James Neil Hamilton (September 9, 1899 – September 24, 1984) was an American stage, film and television actor, best remembered for his role as Commissioner Gordon on the Batman TV series of the 1960s. During his motion picture career, which spanned more than a half century, Hamilton performed in over 260 productions in the silent and sound eras.

Acting career
An only child, Hamilton was born in Lynn, Massachusetts. His show business career began when he secured a job as a shirt model in magazine advertisements.

After this, he became interested in acting and joined several stock companies, where he gained experience and training as an actor in professional stage productions. This allowed him to get his first film role, in Vitagraph's The Beloved Impostor (1918). He got his big break in D. W. Griffith's The White Rose (1923). He traveled to Germany with Griffith and made a film about the incredibly harsh conditions in Germany after World War I, Isn't Life Wonderful (1924).

While he was filming America (1924), a soldier's arm was blown off. Actor Charles Emmett Mack recalled: "Neil Hamilton and I went to neighboring towns and raised a fund for him—I doing a song and dance and Neil collecting a coin."

Hamilton was signed by Paramount Pictures in the mid-1920s and became one of its leading men. He often appeared opposite Bebe Daniels. He played one of Ronald Colman's brothers in Paramount's original silent version of Beau Geste (1926) and Nick Carraway in the first film of The Great Gatsby (1926), now a lost film. He starred  with Victor McLaglen in John Ford's Mother Machree (1928), whose title coincidentally became Chief O'Hara's catchphrase in the Batman television series almost four decades later.

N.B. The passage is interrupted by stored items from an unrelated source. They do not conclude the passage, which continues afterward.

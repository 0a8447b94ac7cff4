//! Block height and time.
//!
//! Time only advances when you tell it to: mining a block moves the height by
//! one and the timestamp by at least one second; [`ChainClock::increase_time`]
//! stretches the gap before the next block.

use serde::{Deserialize, Serialize};
use village_types::{BlockNumber, Timestamp};

/// Block environment visible to a transaction.
#[derive(Clone, Copy, Debug, PartialEq, Eq, Serialize, Deserialize)]
pub struct BlockEnv {
    pub number: BlockNumber,
    pub timestamp: Timestamp,
}

/// A deterministic chain clock.
#[derive(Clone, Debug)]
pub struct ChainClock {
    number: BlockNumber,
    timestamp: Timestamp,
    /// Extra seconds to add before the next block.
    time_offset: u64,
}

impl ChainClock {
    pub fn new(genesis_time: Timestamp) -> Self {
        Self {
            number: BlockNumber::GENESIS,
            timestamp: genesis_time,
            time_offset: 0,
        }
    }

    /// The latest mined block.
    pub fn current(&self) -> BlockEnv {
        BlockEnv {
            number: self.number,
            timestamp: self.timestamp,
        }
    }

    /// The block the next transaction will be mined in.
    pub fn pending(&self) -> BlockEnv {
        BlockEnv {
            number: self.number.next(),
            timestamp: self.timestamp.plus_secs(self.time_offset.max(1)),
        }
    }

    /// Seal `block` as the latest block.
    pub fn commit(&mut self, block: BlockEnv) {
        self.number = block.number;
        self.timestamp = block.timestamp;
        self.time_offset = 0;
    }

    /// Mine `count` empty blocks.
    pub fn mine(&mut self, count: u64) {
        for _ in 0..count {
            let block = self.pending();
            self.commit(block);
        }
    }

    /// Push the next block's timestamp `secs` further into the future.
    pub fn increase_time(&mut self, secs: u64) {
        self.time_offset = self.time_offset.saturating_add(secs);
    }
}

#[cfg(test)]
mod tests {
    use super::*;

    #[test]
    fn mining_advances_height_and_time() {
        let mut clock = ChainClock::new(Timestamp::new(1_000));
        clock.mine(3);
        assert_eq!(clock.current().number, BlockNumber::new(3));
        assert_eq!(clock.current().timestamp, Timestamp::new(1_003));
    }

    #[test]
    fn increase_time_applies_to_next_block_only() {
        let mut clock = ChainClock::new(Timestamp::new(1_000));
        clock.increase_time(3_600);
        assert_eq!(clock.current().timestamp, Timestamp::new(1_000));
        clock.mine(1);
        assert_eq!(clock.current().timestamp, Timestamp::new(4_600));
        clock.mine(1);
        assert_eq!(clock.current().timestamp, Timestamp::new(4_601));
    }

    #[test]
    fn pending_does_not_mutate() {
        let clock = ChainClock::new(Timestamp::new(10));
        let pending = clock.pending();
        assert_eq!(pending.number, BlockNumber::new(1));
        assert_eq!(clock.current().number, BlockNumber::GENESIS);
    }
}
use thiserror::Error;
use village_ledger::CallError;
use village_types::{Address, Amount, BlockNumber};

#[derive(Debug, Error)]
pub enum TokenError {
    #[error("insufficient balance in {account}: have {have}, need {need}")]
    InsufficientBalance {
        account: Address,
        have: Amount,
        need: Amount,
    },

    #[error("insufficient allowance: have {have}, need {need}")]
    InsufficientAllowance { have: Amount, need: Amount },

    #[error("transfer to the zero address")]
    TransferToZero,

    #[error("lookup of block {requested} is not yet mined (current {current})")]
    FutureLookup {
        requested: BlockNumber,
        current: BlockNumber,
    },

    #[error("total supply overflow")]
    SupplyOverflow,
}

impl From<TokenError> for CallError {
    fn from(e: TokenError) -> Self {
        CallError::revert(e)
    }
}
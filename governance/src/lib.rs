//! The VillageSquare governor.
//!
//! Lifecycle: Pending → Active → {Defeated | Succeeded} → Queued → Executed,
//! with Canceled reachable from Pending/Active and Expired reachable from
//! Succeeded/Queued once their grace window passes.
//!
//! Vote weight is read from the token at the proposal's snapshot block, and
//! quorum is a percentage of total supply at that same block. Passed
//! proposals are scheduled on and executed through the lock controller.

pub mod counting;
pub mod error;
pub mod governor;
pub mod proposal;
pub mod settings;

pub use counting::{ProposalVote, VoteType};
pub use error::GovernorError;
pub use governor::{
    proposal_state, GovernorCall, ProposalCanceled, ProposalCreated, ProposalExecuted,
    ProposalQueued, VillageSquare, VoteCast,
};
pub use proposal::{hash_proposal, ProposalBatch, ProposalCore, ProposalState};
pub use settings::GovernorSettings;
//! Payment-related types

use super::network::Network;
use serde::{Deserialize, Serialize};
use serde_json::Value;

/// x402 protocol version
pub const X402_VERSION: u32 = 1;

/// Payment requirements for a resource
#[derive(Debug, Clone, PartialEq, Serialize, Deserialize)]
pub struct PaymentRequirements {
    /// Payment scheme identifier (e.g., "exact")
    pub scheme: String,
    /// Blockchain network identifier (e.g., "base-sepolia", "polygon")
    pub network: String,
    /// Required payment amount in atomic token units
    #[serde(rename = "maxAmountRequired")]
    pub max_amount_required: String,
    /// Token contract address
    pub asset: String,
    /// Recipient wallet address for the payment
    #[serde(rename = "payTo")]
    pub pay_to: String,
    /// URL of the protected resource
    pub resource: String,
    /// Human-readable description of the resource
    pub description: String,
    /// MIME type of the expected response
    #[serde(rename = "mimeType")]
    pub mime_type: String,
    /// JSON schema describing the response format
    #[serde(rename = "outputSchema", skip_serializing_if = "Option::is_none")]
    pub output_schema: Option<Value>,
    /// Maximum time allowed for payment completion in seconds
    #[serde(rename = "maxTimeoutSeconds")]
    pub max_timeout_seconds: u32,
    /// Scheme-specific additional information
    #[serde(skip_serializing_if = "Option::is_none")]
    pub extra: Option<Value>,
}

impl PaymentRequirements {
    /// Create a new payment requirements instance
    pub fn new(
        scheme: impl Into<String>,
        network: impl Into<String>,
        max_amount_required: impl Into<String>,
        asset: impl Into<String>,
        pay_to: impl Into<String>,
        resource: impl Into<String>,
        description: impl Into<String>,
    ) -> Self {
        Self {
            scheme: scheme.into(),
            network: network.into(),
            max_amount_required: max_amount_required.into(),
            asset: asset.into(),
            pay_to: pay_to.into(),
            resource: resource.into(),
            description: description.into(),
            mime_type: String::new(),
            output_schema: None,
            max_timeout_seconds: 60,
            extra: None,
        }
    }

    /// Attach the EIP-712 domain (`name`, `version`) the client signs against
    pub fn set_asset_domain(&mut self, name: &str, version: &str) {
        self.extra = Some(serde_json::json!({
            "name": name,
            "version": version,
        }));
    }

    /// Set the legacy USDC domain information, keyed by mainnet/testnet
    pub fn set_usdc_info(&mut self, network: Network) {
        self.set_asset_domain(network.usdc_name(), "2");
    }
}

/// Payment payload carried in the `X-PAYMENT` header.
///
/// The scheme-specific proof in `payload` is forwarded to the facilitator
/// untouched.
#[derive(Debug, Clone, PartialEq, Serialize, Deserialize)]
pub struct PaymentPayload {
    /// Protocol version identifier
    #[serde(rename = "x402Version", default)]
    pub x402_version: u32,
    /// Payment scheme identifier
    pub scheme: String,
    /// Blockchain network identifier
    pub network: String,
    /// Scheme-specific proof (signature and authorization)
    pub payload: Value,
}

impl PaymentPayload {
    /// Create a new payment payload
    pub fn new(scheme: impl Into<String>, network: impl Into<String>, payload: Value) -> Self {
        Self {
            x402_version: X402_VERSION,
            scheme: scheme.into(),
            network: network.into(),
            payload,
        }
    }
}

/// Body of every 402 challenge and error response
#[derive(Debug, Clone, Serialize, Deserialize)]
pub struct PaymentRequirementsResponse {
    /// Protocol version
    #[serde(rename = "x402Version")]
    pub x402_version: u32,
    /// Human-readable error message
    pub error: String,
    /// Array of acceptable payment methods
    #[serde(skip_serializing_if = "Option::is_none")]
    pub accepts: Option<Vec<PaymentRequirements>>,
}

impl PaymentRequirementsResponse {
    /// Create a new payment requirements response
    pub fn new(error: impl Into<String>, accepts: Vec<PaymentRequirements>) -> Self {
        Self {
            x402_version: X402_VERSION,
            error: error.into(),
            accepts: Some(accepts),
        }
    }

    /// Error body without payment options, used for internal faults
    pub fn error(error: impl Into<String>) -> Self {
        Self {
            x402_version: X402_VERSION,
            error: error.into(),
            accepts: None,
        }
    }
}
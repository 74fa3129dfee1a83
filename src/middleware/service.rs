//! Tower service layer for payment middleware

use super::payment::PaymentMiddleware;
use axum::{
    extract::Request,
    response::{IntoResponse, Response},
};
use std::future::Future;
use std::pin::Pin;
use std::task::{Context, Poll};
use tower::layer::util::{Identity, Stack};
use tower::ServiceBuilder;
use tower_http::classify::{ServerErrorsAsFailures, SharedClassifier};
use tower_http::trace::TraceLayer;

/// Service builder with request tracing and the x402 payment gate
pub fn create_payment_service(
    middleware: PaymentMiddleware,
) -> ServiceBuilder<
    Stack<PaymentServiceLayer, Stack<TraceLayer<SharedClassifier<ServerErrorsAsFailures>>, Identity>>,
> {
    ServiceBuilder::new()
        .layer(TraceLayer::new_for_http())
        .layer(PaymentServiceLayer::new(middleware))
}

/// Tower service layer for x402 payment middleware
#[derive(Clone, Debug)]
pub struct PaymentServiceLayer {
    middleware: PaymentMiddleware,
}

impl PaymentServiceLayer {
    pub fn new(middleware: PaymentMiddleware) -> Self {
        Self { middleware }
    }
}

impl<S> tower::Layer<S> for PaymentServiceLayer {
    type Service = PaymentService<S>;

    fn layer(&self, inner: S) -> Self::Service {
        PaymentService {
            inner,
            middleware: self.middleware.clone(),
        }
    }
}

/// Tower service for x402 payment middleware.
///
/// An `Err` from the inner service counts as a handler abort: it is returned
/// unchanged and the payment is not settled.
#[derive(Clone, Debug)]
pub struct PaymentService<S> {
    inner: S,
    middleware: PaymentMiddleware,
}

impl<S> tower::Service<Request> for PaymentService<S>
where
    S: tower::Service<Request, Response = Response> + Clone + Send + 'static,
    S::Future: Send + 'static,
    S::Error: Send + 'static,
{
    type Response = Response;
    type Error = S::Error;
    type Future = Pin<Box<dyn Future<Output = Result<Self::Response, Self::Error>> + Send>>;

    fn poll_ready(&mut self, cx: &mut Context<'_>) -> Poll<Result<(), Self::Error>> {
        self.inner.poll_ready(cx)
    }

    fn call(&mut self, req: Request) -> Self::Future {
        let middleware = self.middleware.clone();
        // Take the service that was driven to readiness, leave a fresh clone
        let clone = self.inner.clone();
        let mut inner = std::mem::replace(&mut self.inner, clone);

        Box::pin(async move {
            let result = middleware
                .process_payment(req, move |req| inner.call(req))
                .await?;
            Ok(result.into_response())
        })
    }
}
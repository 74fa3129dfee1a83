//! Network selection types

use super::constants::networks;

/// Mainnet/testnet switch used by the legacy Base defaults
#[derive(Debug, Clone, Copy, PartialEq, Eq)]
pub enum Network {
    Mainnet,
    Testnet,
}

impl Network {
    /// Map the middleware's testnet flag onto a network
    pub fn from_testnet(testnet: bool) -> Self {
        if testnet {
            Network::Testnet
        } else {
            Network::Mainnet
        }
    }

    /// Get the network identifier string
    pub fn as_str(&self) -> &'static str {
        match self {
            Network::Mainnet => networks::BASE_MAINNET,
            Network::Testnet => networks::BASE_SEPOLIA,
        }
    }

    /// Get the USDC contract address for this network
    pub fn usdc_address(&self) -> &'static str {
        match self {
            Network::Mainnet => "0x833589fCD6eDb6E08f4c7C32D4f71b54bdA02913",
            Network::Testnet => "0x036CbD53842c5426634e7929541eC2318f3dCF7e",
        }
    }

    /// Get the USDC token name for this network
    pub fn usdc_name(&self) -> &'static str {
        match self {
            Network::Mainnet => "USD Coin",
            Network::Testnet => "USDC",
        }
    }
}
//! # x402 Payment Gate
//!
//! Axum/tower middleware that puts HTTP routes behind x402 micropayments.
//!
//! ## Features
//!
//! - **HTTP 402 challenges**: JSON `accepts` list for API clients, a paywall page for browsers
//! - **Facilitator integration**: payment verification and settlement over HTTP
//! - **Commit-point buffering**: handler output is held until settlement succeeds
//! - **Multi-network pricing**: Base, Avalanche and Polygon USDC out of the box
//! - **Settlement receipts**: the `X-PAYMENT-RESPONSE` header on every paid response
//!
//! ## Quick Start
//!
//! ```rust,no_run
//! use axum::{response::Json, routing::get, Router};
//! use rust_decimal::Decimal;
//! use std::str::FromStr;
//! use x402_gate::middleware::{payment_middleware, PaymentMiddleware};
//! use x402_gate::types::FacilitatorConfig;
//!
//! #[tokio::main]
//! async fn main() -> Result<(), Box<dyn std::error::Error>> {
//!     let middleware = PaymentMiddleware::new(
//!         Decimal::from_str("0.0001")?,
//!         "0x209693Bc6afc0C5328bA36FaF03C514EF312287C",
//!     )
//!     .with_description("Premium API access")
//!     .with_facilitator_config(FacilitatorConfig::default())
//!     .with_testnet(true);
//!
//!     let app = Router::new()
//!         .route("/joke", get(joke_handler))
//!         .layer(axum::middleware::from_fn_with_state(middleware, payment_middleware));
//!
//!     let listener = tokio::net::TcpListener::bind("0.0.0.0:4021").await?;
//!     axum::serve(listener, app).await?;
//!
//!     Ok(())
//! }
//!
//! async fn joke_handler() -> Json<serde_json::Value> {
//!     Json(serde_json::json!({
//!         "joke": "Why do programmers prefer dark mode? Because light attracts bugs!"
//!     }))
//! }
//! ```
//!
//! ## Architecture
//!
//! - **`types`**: Wire types, network registry and facilitator configuration
//! - **`codec`**: Base64 JSON codecs for the payment and receipt headers
//! - **`facilitator`**: The `Facilitator` trait and its HTTP client
//! - **`middleware`**: The payment gate, axum middleware and tower layer
//! - **`template`**: Paywall HTML for browser clients
//! - **`error`**: Error type and HTTP mapping

pub mod codec;
pub mod error;
pub mod facilitator;
pub mod middleware;
pub mod template;
pub mod types;

// Re-exports for convenience
pub use error::{Result, X402Error};
pub use facilitator::{Facilitator, FacilitatorClient};
pub use middleware::{payment_middleware, PaymentMiddleware, PaymentMiddlewareConfig};
pub use types::*;

/// Current version of the x402-gate library
pub const VERSION: &str = env!("CARGO_PKG_VERSION");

In 1930, Hamilton appeared in the original production of The Dawn Patrol (retitled "Flight Commander" after its remake), playing the squadron commander, who was played by Basil Rathbone in the 1938 remake. Hamilton was billed above newcomer Clark Gable in Laughing Sinners (1931), in which he played a cad who deserts Joan Crawford's brokenhearted character. He originated the role of milksop Harry Holt, Jane's fiancé, in Tarzan the Ape Man (1932), where he got top billing. Hamilton reprised the role in the pre-Code sequel Tarzan and His Mate (1934) at Metro-Goldwyn-Mayer. He made five films in England in 1936 and 1937.

"A"-level work in Hollywood dried up for Hamilton by the 1940s, and he was reduced to working in serials, "B" films, and other low-budget projects. He starred as the villain in King of the Texas Rangers (1941), one of the Republic Pictures most successful movie serials.

In Since You Went Away (1944), about life on the home front in World War II, Hamilton is seen only in still photographs as a serviceman away at war. His family's travails during his absence are the center of the movie. Hamilton reportedly shot scenes for the movie before filmmakers decided to keep his character off-screen. He appeared in the film noir When Strangers Marry (1944) with Robert Mitchum.

In a 1970s book interview for Whatever Happened to..., Hamilton said he had been banned from A level work for insulting a studio executive. A Roman Catholic, Hamilton said that his faith got him through the difficult period of late 1942 to early 1944 when he could not obtain film employment and was down on his luck financially.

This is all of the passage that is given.